Local media in the French territory of Guadeloupe announced his death at the age of 65 on Friday evening (July 30), causing a wave of grief.
“The West Indies, Africa and music have just lost one of their greatest ambassadors,” Senegalese music star Youssou N’Dour tweeted.
“Jacob, thanks to your art, you have brought the West Indies and Africa closer together. Dakar, where you once lived, mourns you. Goodbye My friend.
In poor health after undergoing a kidney transplant, the singer and guitarist was taken to hospital in Pointe-à-Pitre, the largest city in Guadeloupe, on July 12 after catching Covid-19.
“A giant of zouk music. An outstanding guitarist. An emblematic voice of the West Indies. Jacob Desvarieux was all of these at the same time,” tweeted French President Emmanuel Macron.

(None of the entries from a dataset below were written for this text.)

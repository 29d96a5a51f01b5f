// This Source Code Form is subject to the terms of the Mozilla Public
// License, v. 2.0. If a copy of the MPL was not distributed with this
// file, You can obtain one at https://mozilla.org/MPL/2.0/.

use std::path::PathBuf;

use thiserror::Error;

/// Result type for document export
pub type Result<T> = std::result::Result<T, Error>;

/// Errors that can occur while writing a document
#[derive(Error, Debug)]
pub enum Error {
    #[error("Failed to write {path}: {source}")]
    Io {
        path: PathBuf,
        #[source]
        source: std::io::Error,
    },
}
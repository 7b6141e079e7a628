//! Benchmark profiles for annomat.
//!
//! - [`reference_profile`]: 10K × 2K matrix with annotated axes and one
//!   multi-array entry per axis.
//! - [`half_rows`]: the selector used for the standard row-subset view.

#![forbid(unsafe_code)]
#![deny(rustdoc::broken_intra_doc_links)]

use annomat_core::{Column, SelectorSpec};
use annomat_data::{AnnotatedMatrix, AnnotatedMatrixConfig, Annotations};
use ndarray::Array2;

/// Rows in the reference profile.
pub const REFERENCE_OBS: usize = 10_000;
/// Columns in the reference profile.
pub const REFERENCE_VARS: usize = 2_000;

/// Build the reference benchmark container.
///
/// `obs` carries a categorical and a float column, `var` a float column,
/// and `obsm["pca"]`/`varm["loadings"]` are 50 columns wide.
pub fn reference_profile() -> Result<AnnotatedMatrix, annomat_core::AnnError> {
    let (n, m) = (REFERENCE_OBS, REFERENCE_VARS);
    let obs = Annotations::positional(n)
        .with_column(
            "cluster",
            Column::categorical((0..n).map(|i| format!("c{}", i % 12))),
        )
        .with_column("depth", (0..n).map(|i| i as f64).collect::<Vec<f64>>());
    let var = Annotations::positional(m)
        .with_column("mean", (0..m).map(|j| j as f64 * 0.5).collect::<Vec<f64>>());
    AnnotatedMatrixConfig::new(Array2::from_shape_fn((n, m), |(i, j)| ((i + j) % 7) as f32))
        .with_obs(obs)
        .with_var(var)
        .with_obsm("pca", Array2::zeros((n, 50)))
        .with_varm("loadings", Array2::zeros((m, 50)))
        .build()
}

/// Every second row of the reference profile.
pub fn half_rows() -> SelectorSpec {
    SelectorSpec::Indices((0..REFERENCE_OBS).step_by(2).collect())
}
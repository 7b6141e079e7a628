//! Annotated matrix storage and the container built on it.
//!
//! Provides [`AnnotatedMatrix`]: a numeric matrix with per-axis annotation
//! tables, per-axis multi-array maps, and unstructured metadata. Indexing a
//! container yields a View that shares the Owned ancestor's storage; the
//! first structural mutation on a View copies what it addresses and turns
//! it into an independent Owned container.
//!
//! Storage is reference-counted with interior mutability (`Rc<RefCell<_>>`),
//! so containers are single-threaded (`!Send`).

#![deny(missing_docs)]
#![deny(rustdoc::broken_intra_doc_links)]
#![forbid(unsafe_code)]

pub mod axis_table;
pub mod config;
pub mod container;
mod materialize;
pub mod matrix;
pub mod multi_array;
pub mod unstructured;

pub use axis_table::{Annotations, AxisTable};
pub use config::AnnotatedMatrixConfig;
pub use container::{AnnotatedMatrix, ContainerState};
pub use matrix::MatrixStore;
pub use multi_array::{ArrayMap, MultiArrayMap};
pub use unstructured::{UnstructuredMap, ValueMap};
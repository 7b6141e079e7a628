//! The unstructured metadata map (`uns`).
//!
//! `uns` is never subset: a view container reads the same map as its root.

use std::cell::RefCell;
use std::rc::Rc;

use annomat_core::{AnnError, Value};
use indexmap::IndexMap;

/// Key-to-value map input, in insertion order.
pub type ValueMap = IndexMap<String, Value>;

const MAP_NAME: &str = "uns";

/// Handle onto a (possibly shared) unstructured map.
#[derive(Debug, Default)]
pub struct UnstructuredMap {
    entries: Rc<RefCell<ValueMap>>,
}

impl UnstructuredMap {
    /// An empty owned map.
    pub fn new() -> Self {
        Self::default()
    }

    /// An owned map holding `entries`.
    pub fn from_entries(entries: ValueMap) -> Self {
        Self {
            entries: Rc::new(RefCell::new(entries)),
        }
    }

    /// A second handle onto the same map.
    pub fn share(&self) -> Self {
        Self {
            entries: Rc::clone(&self.entries),
        }
    }

    /// Copy of the value under `key`.
    pub fn get(&self, key: &str) -> Result<Value, AnnError> {
        self.entries
            .borrow()
            .get(key)
            .cloned()
            .ok_or_else(|| AnnError::key_not_found(MAP_NAME, key))
    }

    /// Whether `key` is present.
    pub fn contains_key(&self, key: &str) -> bool {
        self.entries.borrow().contains_key(key)
    }

    /// Keys in insertion order.
    pub fn keys(&self) -> Vec<String> {
        self.entries.borrow().keys().cloned().collect()
    }

    /// Number of entries.
    pub fn len(&self) -> usize {
        self.entries.borrow().len()
    }

    /// Whether there are no entries.
    pub fn is_empty(&self) -> bool {
        self.entries.borrow().is_empty()
    }

    /// Deep copy of the whole map.
    pub fn to_map(&self) -> ValueMap {
        self.entries.borrow().clone()
    }

    pub(crate) fn set(&mut self, key: String, value: Value) {
        self.entries.borrow_mut().insert(key, value);
    }

    /// Check that `key` is present.
    pub fn check_remove(&self, key: &str) -> Result<(), AnnError> {
        if !self.contains_key(key) {
            return Err(AnnError::key_not_found(MAP_NAME, key));
        }
        Ok(())
    }

    pub(crate) fn remove(&mut self, key: &str) -> Result<Value, AnnError> {
        self.entries
            .borrow_mut()
            .shift_remove(key)
            .ok_or_else(|| AnnError::key_not_found(MAP_NAME, key))
    }

    pub(crate) fn replace_all(&mut self, entries: ValueMap) {
        *self.entries.borrow_mut() = entries;
    }

    /// Deep copy into fresh storage owned by the result.
    pub fn materialize(&self) -> Self {
        Self::from_entries(self.to_map())
    }

    /// Whether both handles address the same storage.
    pub fn shares_storage(&self, other: &UnstructuredMap) -> bool {
        Rc::ptr_eq(&self.entries, &other.entries)
    }
}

Desvarieux told the French daily Liberation in 2016 that his group Kassav ‘had started in Paris on an experimental basis.
“We wanted to find a soundtrack that would combine all of the previous (Caribbean) traditions and sounds, but that would be exportable everywhere,” he said.
This is how zouk was born, becoming known worldwide, especially in France and on the African continent where people celebrated at their festive pace.
“We questioned our origins through our music,” Desvarieux told Liberation. “What were we doing here, we who were black and spoke French?
Kassav ‘rose to prominence with the growing popularity of world music in the 1980s.
From the imagination of Guadeloupe artists Pierre-Edouard Decimus and Freddy Marshall, the group was founded in 1979 with Desvarieux, born in Paris and influenced by guitarists Chuck Berry and Jimi Hendrix.
The basic style of the group is gwo ka, a kind of Guadeloupe drum music, embellished with ingredients from all over the Caribbean and a modern touch.
Kassav’s debut album was released in 1979 and the band reached their peak in the late 1980s.
He signed a contract with multinational label CBS and was hailed by jazz legend Miles Davis.
Since then, the popularity of zouk music has waned, but Kassav ‘continues to draw crowds to his concerts.